What you will do: Of the lines below, copy those that hold the word "TickInput".

Data supplied:

______

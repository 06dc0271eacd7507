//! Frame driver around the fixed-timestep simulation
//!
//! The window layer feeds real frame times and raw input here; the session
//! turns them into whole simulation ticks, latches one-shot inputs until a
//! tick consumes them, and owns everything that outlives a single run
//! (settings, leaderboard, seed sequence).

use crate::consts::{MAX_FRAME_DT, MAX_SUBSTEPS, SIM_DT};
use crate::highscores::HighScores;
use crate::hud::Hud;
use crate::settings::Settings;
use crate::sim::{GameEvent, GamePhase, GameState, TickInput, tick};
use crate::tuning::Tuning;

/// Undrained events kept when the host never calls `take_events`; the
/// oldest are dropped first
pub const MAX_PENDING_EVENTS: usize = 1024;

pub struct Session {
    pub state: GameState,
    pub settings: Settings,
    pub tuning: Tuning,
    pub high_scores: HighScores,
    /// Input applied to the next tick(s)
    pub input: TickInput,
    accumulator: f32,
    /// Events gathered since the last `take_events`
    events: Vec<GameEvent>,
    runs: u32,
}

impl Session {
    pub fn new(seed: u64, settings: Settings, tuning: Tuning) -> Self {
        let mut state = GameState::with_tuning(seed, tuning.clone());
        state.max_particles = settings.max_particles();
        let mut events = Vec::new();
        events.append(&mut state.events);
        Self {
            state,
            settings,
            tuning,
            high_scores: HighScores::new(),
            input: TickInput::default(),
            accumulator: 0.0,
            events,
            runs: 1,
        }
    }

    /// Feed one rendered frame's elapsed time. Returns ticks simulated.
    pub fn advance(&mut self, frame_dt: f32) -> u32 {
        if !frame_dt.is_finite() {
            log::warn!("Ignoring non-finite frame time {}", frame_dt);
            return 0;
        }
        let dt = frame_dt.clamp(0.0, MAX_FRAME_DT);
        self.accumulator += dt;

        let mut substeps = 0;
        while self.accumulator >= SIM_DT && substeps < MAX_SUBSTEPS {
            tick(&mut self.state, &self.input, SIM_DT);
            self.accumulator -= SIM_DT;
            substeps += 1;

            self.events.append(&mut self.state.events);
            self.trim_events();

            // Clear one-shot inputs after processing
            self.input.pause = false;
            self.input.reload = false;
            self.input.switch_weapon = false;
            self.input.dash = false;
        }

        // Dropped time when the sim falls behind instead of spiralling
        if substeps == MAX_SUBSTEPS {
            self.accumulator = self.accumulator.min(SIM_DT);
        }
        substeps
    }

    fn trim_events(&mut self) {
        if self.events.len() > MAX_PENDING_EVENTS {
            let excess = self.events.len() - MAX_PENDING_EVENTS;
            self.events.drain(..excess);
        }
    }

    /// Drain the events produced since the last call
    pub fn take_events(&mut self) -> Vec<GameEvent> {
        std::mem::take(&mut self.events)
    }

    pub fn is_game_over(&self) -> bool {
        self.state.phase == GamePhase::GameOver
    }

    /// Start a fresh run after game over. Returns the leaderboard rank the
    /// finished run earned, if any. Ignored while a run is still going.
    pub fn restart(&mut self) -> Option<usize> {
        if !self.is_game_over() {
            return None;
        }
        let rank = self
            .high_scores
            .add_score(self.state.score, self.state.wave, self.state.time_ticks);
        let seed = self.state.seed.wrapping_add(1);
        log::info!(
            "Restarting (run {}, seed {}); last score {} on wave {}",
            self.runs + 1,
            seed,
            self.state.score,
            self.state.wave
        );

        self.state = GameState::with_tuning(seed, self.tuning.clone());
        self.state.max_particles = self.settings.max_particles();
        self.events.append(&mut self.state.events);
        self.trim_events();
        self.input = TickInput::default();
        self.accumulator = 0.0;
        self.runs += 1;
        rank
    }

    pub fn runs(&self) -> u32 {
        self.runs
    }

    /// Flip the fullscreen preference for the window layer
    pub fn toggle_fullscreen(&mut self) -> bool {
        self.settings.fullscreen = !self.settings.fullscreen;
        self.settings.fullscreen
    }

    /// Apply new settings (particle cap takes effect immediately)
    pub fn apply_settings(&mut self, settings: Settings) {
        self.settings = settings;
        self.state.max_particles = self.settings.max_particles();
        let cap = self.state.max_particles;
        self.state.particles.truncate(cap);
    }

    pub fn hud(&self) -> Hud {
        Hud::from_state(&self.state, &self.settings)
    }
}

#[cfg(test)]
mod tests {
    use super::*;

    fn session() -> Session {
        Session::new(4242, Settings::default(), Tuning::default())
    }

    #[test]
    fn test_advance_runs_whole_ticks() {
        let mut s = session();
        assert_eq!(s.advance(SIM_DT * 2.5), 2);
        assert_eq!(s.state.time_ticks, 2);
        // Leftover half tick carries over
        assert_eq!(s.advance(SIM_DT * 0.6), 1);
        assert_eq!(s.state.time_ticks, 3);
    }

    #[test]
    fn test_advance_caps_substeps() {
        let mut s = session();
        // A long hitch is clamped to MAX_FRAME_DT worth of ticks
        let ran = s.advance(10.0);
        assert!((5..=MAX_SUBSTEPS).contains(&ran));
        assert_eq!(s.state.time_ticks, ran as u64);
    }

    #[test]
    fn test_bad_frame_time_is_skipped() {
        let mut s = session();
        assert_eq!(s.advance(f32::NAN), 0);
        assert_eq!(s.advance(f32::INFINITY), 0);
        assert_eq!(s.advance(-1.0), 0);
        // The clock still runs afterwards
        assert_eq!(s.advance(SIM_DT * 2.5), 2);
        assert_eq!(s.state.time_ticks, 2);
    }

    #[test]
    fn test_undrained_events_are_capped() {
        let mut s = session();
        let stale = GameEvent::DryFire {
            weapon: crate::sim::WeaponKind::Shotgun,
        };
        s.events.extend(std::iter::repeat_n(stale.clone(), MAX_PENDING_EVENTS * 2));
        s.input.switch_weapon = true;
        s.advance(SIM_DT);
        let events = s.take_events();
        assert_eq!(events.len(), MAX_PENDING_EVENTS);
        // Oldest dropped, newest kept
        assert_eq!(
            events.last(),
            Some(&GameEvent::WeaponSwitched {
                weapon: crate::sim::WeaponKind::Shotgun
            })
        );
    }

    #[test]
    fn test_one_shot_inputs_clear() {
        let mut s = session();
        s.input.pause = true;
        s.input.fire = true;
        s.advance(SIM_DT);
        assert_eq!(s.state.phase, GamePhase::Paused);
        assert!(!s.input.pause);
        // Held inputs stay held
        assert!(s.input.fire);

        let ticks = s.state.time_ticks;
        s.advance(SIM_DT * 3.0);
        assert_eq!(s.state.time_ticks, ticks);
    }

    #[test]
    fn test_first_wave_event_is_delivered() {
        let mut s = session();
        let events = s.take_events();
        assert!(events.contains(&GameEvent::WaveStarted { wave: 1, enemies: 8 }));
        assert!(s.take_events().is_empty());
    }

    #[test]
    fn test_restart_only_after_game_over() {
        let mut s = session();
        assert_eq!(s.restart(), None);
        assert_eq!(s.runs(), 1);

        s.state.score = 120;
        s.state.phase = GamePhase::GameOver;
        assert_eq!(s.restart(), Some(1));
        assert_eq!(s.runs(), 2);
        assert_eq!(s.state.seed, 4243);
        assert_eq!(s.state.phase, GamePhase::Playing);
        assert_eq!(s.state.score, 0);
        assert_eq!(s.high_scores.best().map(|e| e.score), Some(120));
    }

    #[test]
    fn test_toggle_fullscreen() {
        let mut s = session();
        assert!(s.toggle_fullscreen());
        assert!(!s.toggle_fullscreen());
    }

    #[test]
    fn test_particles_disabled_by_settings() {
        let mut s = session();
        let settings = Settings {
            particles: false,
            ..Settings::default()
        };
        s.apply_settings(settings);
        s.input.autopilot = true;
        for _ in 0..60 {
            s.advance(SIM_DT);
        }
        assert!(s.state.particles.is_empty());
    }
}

______

Response area:
use crate::sim::{GameEvent, GamePhase, GameState, TickInput, tick};
    pub input: TickInput,
            input: TickInput::default(),
        self.input = TickInput::default();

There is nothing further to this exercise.